A collaboration between architect and artists
The new church is placed on the existing processional axis, and clad in straight board of heartwood pine, reflecting the local forest landscape. The natural facades have a long local tradition. Due to climate they slowly get darker before ending up going back to nature. Every fifty years the façade-wood will be renewed, and the church will resurrect as new for every new-born generation.
Espen Dietrichson has painstakingly followed Espen Surnevik’s mathematical instructions, and decorated the entire end wall with a myriad of windows with associated mirror panels and purple-colored glass consoles. At the forefront stands understated liturgical furniture, co-designed by the artist and the architect.
The forms of the building are designed by strict geometric rules. The plan is quadratic and divided by a diagonal procession-axis going from a small chappell, placed south, and over to the main church room placed north. Two towers are showing where the liturgics points are placed in the church. The highest tower is 24m high, and the small tower is 12m. The towers have daylight openings on the top, making a view from the audience towards the sky. At the same time, the daylight openings allow daylight to enter the rooms.
Religious aspects worked out in an abstract way
The footprint of the old cross-church, were made into a memorial as a big grave in the middle of the old graveyard. Behind the memorial the new church rises up. The new church is built as a cultural arena, an open-minded gathering-place for the whole community of Våler.
“The religious aspects are worked out in an abstract way. As you walk up the aisle, the lines meet a point above the ground that unconsciously lifts your gaze up to something bigger than yourself,” says Espen Dietrichson.
Tragic Loss of Old Norwegian Church Gave Birth to a New Beginning – Project Details
Client: Våler church-council (Location Våler – Hedmark – Norway)
Architect: Espen Surnevik (1973) – professor at The Oslo School of Architecture
Collaborating structural engineer: Dr. Techn. Kristoffer Apeland AS
Collaborating artist: Espen Dietrichson (1976)
Contractor / Entrepreneur: Martin M. Bakken AS
Project type: Lutheran Norwegian Church.
Location: The eastern part of Norway, close to the Swedish border, two hours driving north of Oslo. Våler-center (place) – Våler (local district) – Hedmark (district) – Norway
Site: Old cemetery form the 17th century.

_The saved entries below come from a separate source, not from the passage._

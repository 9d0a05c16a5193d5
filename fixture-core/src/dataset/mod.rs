//! Datasets: ordered collections of tables
//!
//! A [`DataSet`] lists its tables in registration order and hands out
//! [`TableIterator`]s over them, forward or reversed. Decorators in this
//! module filter, combine, rewrite or stream another dataset; the
//! [`CachedDataSet`] builds one from producer events.

mod cached;
mod composite;
mod filter;
mod filtered;
mod forward_only;
mod iterator;
mod replacement;
mod source;

use std::sync::Arc;

use crate::error::{Error, Result};
use crate::registry::OrderedTableNameMap;
use crate::schema::TableMetadata;
use crate::table::TableRef;

pub use cached::CachedDataSet;
pub use composite::CompositeDataSet;
pub use filter::{
    ExcludeTableFilter, IncludeTableFilter, PredicateTableFilter, SequenceTableFilter, TableFilter,
};
pub use filtered::FilteredDataSet;
pub use forward_only::ForwardOnlyDataSet;
pub use iterator::{DefaultTableIterator, LookupTableIterator, MapTableIterator, TableIterator};
pub use replacement::ReplacementDataSet;
pub use source::SourceDataSet;

/// An ordered collection of tables
pub trait DataSet: Send + Sync {
    /// Table names in registration order
    fn table_names(&self) -> Result<Vec<String>>;

    /// Metadata of one table
    fn table_metadata(&self, name: &str) -> Result<TableMetadata>;

    /// Look up one table by name
    fn table(&self, name: &str) -> Result<TableRef>;

    /// Iterator over the tables in registration order
    fn iter(&self) -> Result<Box<dyn TableIterator + '_>>;

    /// Iterator over the tables in reverse registration order
    fn reverse_iter(&self) -> Result<Box<dyn TableIterator + '_>>;

    /// Whether table names are compared verbatim
    fn is_case_sensitive(&self) -> bool;

    /// All tables in registration order
    fn tables(&self) -> Result<Vec<TableRef>> {
        let mut tables = Vec::new();
        let mut iter = self.iter()?;
        while iter.next()? {
            tables.push(iter.table()?);
        }
        Ok(tables)
    }
}

/// Shared handle to a dataset
pub type DataSetRef = Arc<dyn DataSet>;

/// An in-memory dataset
#[derive(Clone, Default)]
pub struct DefaultDataSet {
    tables: OrderedTableNameMap<TableRef>,
}

impl DefaultDataSet {
    /// Create an empty dataset
    pub fn new(case_sensitive: bool) -> Self {
        Self {
            tables: OrderedTableNameMap::new(case_sensitive),
        }
    }

    /// Create a dataset from tables
    ///
    /// Either every table is registered or, on a duplicate name, none is.
    pub fn from_tables(tables: Vec<TableRef>, case_sensitive: bool) -> Result<Self> {
        let mut dataset = Self::new(case_sensitive);
        for table in tables {
            dataset.add_table(table)?;
        }
        Ok(dataset)
    }

    /// Register a table under its own name
    pub fn add_table(&mut self, table: TableRef) -> Result<()> {
        let name = table.name().to_string();
        self.tables.add(name, table)
    }

    /// Number of tables
    pub fn len(&self) -> usize {
        self.tables.len()
    }

    /// Whether the dataset has no tables
    pub fn is_empty(&self) -> bool {
        self.tables.is_empty()
    }

    pub(crate) fn from_registry(tables: OrderedTableNameMap<TableRef>) -> Self {
        Self { tables }
    }
}

impl DataSet for DefaultDataSet {
    fn table_names(&self) -> Result<Vec<String>> {
        Ok(self.tables.ordered_names())
    }

    fn table_metadata(&self, name: &str) -> Result<TableMetadata> {
        Ok(self.table(name)?.metadata().clone())
    }

    fn table(&self, name: &str) -> Result<TableRef> {
        self.tables
            .get(name)
            .cloned()
            .ok_or_else(|| Error::NoSuchTable(name.to_string()))
    }

    fn iter(&self) -> Result<Box<dyn TableIterator + '_>> {
        Ok(Box::new(DefaultTableIterator::new(
            self.tables.ordered_values().into_iter().cloned().collect(),
            false,
        )))
    }

    fn reverse_iter(&self) -> Result<Box<dyn TableIterator + '_>> {
        Ok(Box::new(DefaultTableIterator::new(
            self.tables.ordered_values().into_iter().cloned().collect(),
            true,
        )))
    }

    fn is_case_sensitive(&self) -> bool {
        self.tables.case_sensitive()
    }
}

#[cfg(test)]
pub(crate) mod tests {
    use super::*;
    use crate::table::tests::grid;

    /// Dataset of `grid` tables with the given names
    pub(crate) fn dataset(names: &[&str]) -> DefaultDataSet {
        let tables = names.iter().map(|n| grid(n, 2, 2).into_ref()).collect();
        DefaultDataSet::from_tables(tables, false).unwrap()
    }

    pub(crate) fn iterated_names(iter: &mut dyn TableIterator) -> Vec<String> {
        let mut names = Vec::new();
        while iter.next().unwrap() {
            names.push(iter.table_metadata().unwrap().table_name().to_string());
        }
        names
    }

    #[test]
    fn test_default_dataset_order() {
        let ds = dataset(&["b", "a", "c"]);
        assert_eq!(ds.table_names().unwrap(), vec!["b", "a", "c"]);
        assert_eq!(iterated_names(ds.iter().unwrap().as_mut()), vec!["b", "a", "c"]);
        assert_eq!(
            iterated_names(ds.reverse_iter().unwrap().as_mut()),
            vec!["c", "a", "b"]
        );
        assert_eq!(ds.tables().unwrap().len(), 3);
    }

    #[test]
    fn test_lookup_folds_case() {
        let ds = dataset(&["Orders"]);
        assert_eq!(ds.table("ORDERS").unwrap().name(), "Orders");
        assert!(matches!(ds.table("x"), Err(Error::NoSuchTable(_))));
    }

    #[test]
    fn test_from_tables_rejects_duplicates() {
        let tables = vec![grid("a", 1, 1).into_ref(), grid("A", 1, 1).into_ref()];
        assert!(matches!(
            DefaultDataSet::from_tables(tables, false),
            Err(Error::DuplicateName(_))
        ));
    }
}
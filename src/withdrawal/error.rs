//! Withdrawal Error Types

use thiserror::Error;

use super::state::WithdrawalState;

/// Withdrawal error taxonomy
///
/// Error codes map to stable strings for API responses; the HTTP status
/// suggestion keeps the gateway mapping in one place.
#[derive(Error, Debug, Clone)]
pub enum WithdrawalError {
    // === Validation Errors ===
    #[error("Amount is below the minimum withdrawal of {minimum}")]
    AmountBelowMinimum { minimum: u64 },

    #[error("Amount does not cover the withdrawal fee")]
    AmountNotCoveringFee,

    #[error("Invalid payout account: {0}")]
    InvalidPayoutAccount(&'static str),

    #[error("Rejection reason must not be empty")]
    EmptyReason,

    #[error("Reference number must not be empty")]
    EmptyReference,

    // === Balance Errors ===
    #[error("Insufficient campaign funds")]
    InsufficientFunds,

    #[error("Campaign status does not allow withdrawals")]
    CampaignNotWithdrawable,

    // === Authorization Errors ===
    #[error("Actor is not authorized for this operation")]
    Forbidden,

    // === State Errors ===
    #[error("Cannot {operation} a withdrawal in state {from}")]
    InvalidState {
        from: WithdrawalState,
        operation: &'static str,
    },

    #[error("Concurrent modification detected, retry after re-reading state")]
    Conflict,

    // === Lookup Errors ===
    #[error("Withdrawal not found: {0}")]
    WithdrawalNotFound(String),

    #[error("Campaign not found: {0}")]
    CampaignNotFound(i64),

    // === System Errors ===
    #[error("Database error: {0}")]
    Database(String),
}

impl WithdrawalError {
    /// Get the error code for API responses
    pub fn code(&self) -> &'static str {
        match self {
            WithdrawalError::AmountBelowMinimum { .. } => "AMOUNT_BELOW_MINIMUM",
            WithdrawalError::AmountNotCoveringFee => "AMOUNT_NOT_COVERING_FEE",
            WithdrawalError::InvalidPayoutAccount(_) => "INVALID_PAYOUT_ACCOUNT",
            WithdrawalError::EmptyReason => "EMPTY_REASON",
            WithdrawalError::EmptyReference => "EMPTY_REFERENCE",
            WithdrawalError::InsufficientFunds => "INSUFFICIENT_FUNDS",
            WithdrawalError::CampaignNotWithdrawable => "CAMPAIGN_NOT_WITHDRAWABLE",
            WithdrawalError::Forbidden => "FORBIDDEN",
            WithdrawalError::InvalidState { .. } => "INVALID_STATE",
            WithdrawalError::Conflict => "CONFLICT",
            WithdrawalError::WithdrawalNotFound(_) => "WITHDRAWAL_NOT_FOUND",
            WithdrawalError::CampaignNotFound(_) => "CAMPAIGN_NOT_FOUND",
            WithdrawalError::Database(_) => "DATABASE_ERROR",
        }
    }

    /// Get HTTP status code suggestion
    pub fn http_status(&self) -> u16 {
        match self {
            WithdrawalError::AmountBelowMinimum { .. }
            | WithdrawalError::AmountNotCoveringFee
            | WithdrawalError::InvalidPayoutAccount(_)
            | WithdrawalError::EmptyReason
            | WithdrawalError::EmptyReference => 400,
            WithdrawalError::Forbidden => 403,
            WithdrawalError::WithdrawalNotFound(_) | WithdrawalError::CampaignNotFound(_) => 404,
            WithdrawalError::Conflict => 409,
            WithdrawalError::InsufficientFunds
            | WithdrawalError::CampaignNotWithdrawable
            | WithdrawalError::InvalidState { .. } => 422,
            WithdrawalError::Database(_) => 500,
        }
    }
}

impl From<sqlx::Error> for WithdrawalError {
    fn from(e: sqlx::Error) -> Self {
        WithdrawalError::Database(e.to_string())
    }
}
//! Handler helper functions
//!
//! Shared utilities used by multiple handlers.

use axum::http::HeaderMap;
use std::str::FromStr;

use crate::account::{Actor, Role, UserRepository};

use super::super::state::AppState;
use super::super::types::ApiError;

/// Resolve the acting user from request headers.
///
/// `X-User-ID` identifies the caller. With a database configured the role
/// comes from `users_tb` (and disabled users are refused); in in-memory
/// mode the `X-User-Role` header supplies it directly.
pub(crate) async fn resolve_actor(
    state: &AppState,
    headers: &HeaderMap,
) -> Result<Actor, ApiError> {
    let user_id: i64 = headers
        .get("X-User-ID")
        .and_then(|v| v.to_str().ok())
        .ok_or_else(|| ApiError::unauthorized("Missing X-User-ID header"))?
        .parse()
        .map_err(|_| ApiError::bad_request("Invalid X-User-ID header"))?;

    match &state.db {
        Some(db) => {
            let user = UserRepository::get_by_id(db.pool(), user_id)
                .await
                .map_err(|e| ApiError::internal(format!("User lookup failed: {}", e)))?
                .ok_or_else(|| ApiError::unauthorized("Unknown user"))?;

            if !user.is_active() {
                return Err(ApiError::forbidden("User account is disabled"));
            }

            Ok(user.actor())
        }
        None => {
            let role_str = headers
                .get("X-User-Role")
                .and_then(|v| v.to_str().ok())
                .ok_or_else(|| ApiError::unauthorized("Missing X-User-Role header"))?;
            let role =
                Role::from_str(role_str).map_err(|e| ApiError::bad_request(e.to_string()))?;
            Ok(Actor::new(user_id, role))
        }
    }
}
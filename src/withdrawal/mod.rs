//! Withdrawal Lifecycle Engine
//!
//! Governs how a campaign's collected funds become an approved,
//! fee-adjusted, disbursed withdrawal.
//!
//! # State Machine
//!
//! ```text
//! PENDING → APPROVED → PROCESSING → COMPLETED
//!    ↓          ↓
//! REJECTED  CANCELLED   (cancel is legal from PENDING and APPROVED)
//! ```
//!
//! # Safety Invariants
//!
//! 1. **Authorize-Before-State**: actor checks run before the state
//!    machine is consulted; a forbidden actor never learns the state.
//! 2. **CAS Transitions**: every state update is conditional on the
//!    expected current state; concurrent attempts serialize and the
//!    loser gets a Conflict error.
//! 3. **Debit-Once-At-Completion**: `collected_amount` is debited by the
//!    gross amount exactly once, on the PROCESSING → COMPLETED edge,
//!    inside the same transaction as the CAS.
//! 4. **Fire-And-Forget Notices**: notification delivery never blocks a
//!    transition and never rolls one back.

pub mod error;
pub mod notify;
pub mod pg;
pub mod service;
pub mod state;
pub mod store;
pub mod types;

// Re-exports for convenience
pub use error::WithdrawalError;
pub use notify::{LogNotifier, NoticeContext, Notifier, RecordingNotifier, WithdrawalNotice};
pub use pg::PgStore;
pub use service::WithdrawalService;
pub use state::WithdrawalState;
pub use store::{CampaignStore, MemoryStore, WithdrawalStore};
pub use types::{PayoutAccount, TransitionPatch, WithdrawalId, WithdrawalRecord};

Project size: The Church is 950 square meters. The large tower is 24m high. Small towers are 12m high.
Awards: Våler Church is awarded with:
Building of the Year 2015 in Norway (Årets bygg 2015)
Norwegian wood-award 2016 (Innlandets trepris 2016)
Archmarathon Award Milano 2016 “Best Religious Building”
The Norwegian Governmental Award of Architecture 2016 (Statens Byggeskikkpris 2016)
Text description provided by the architects.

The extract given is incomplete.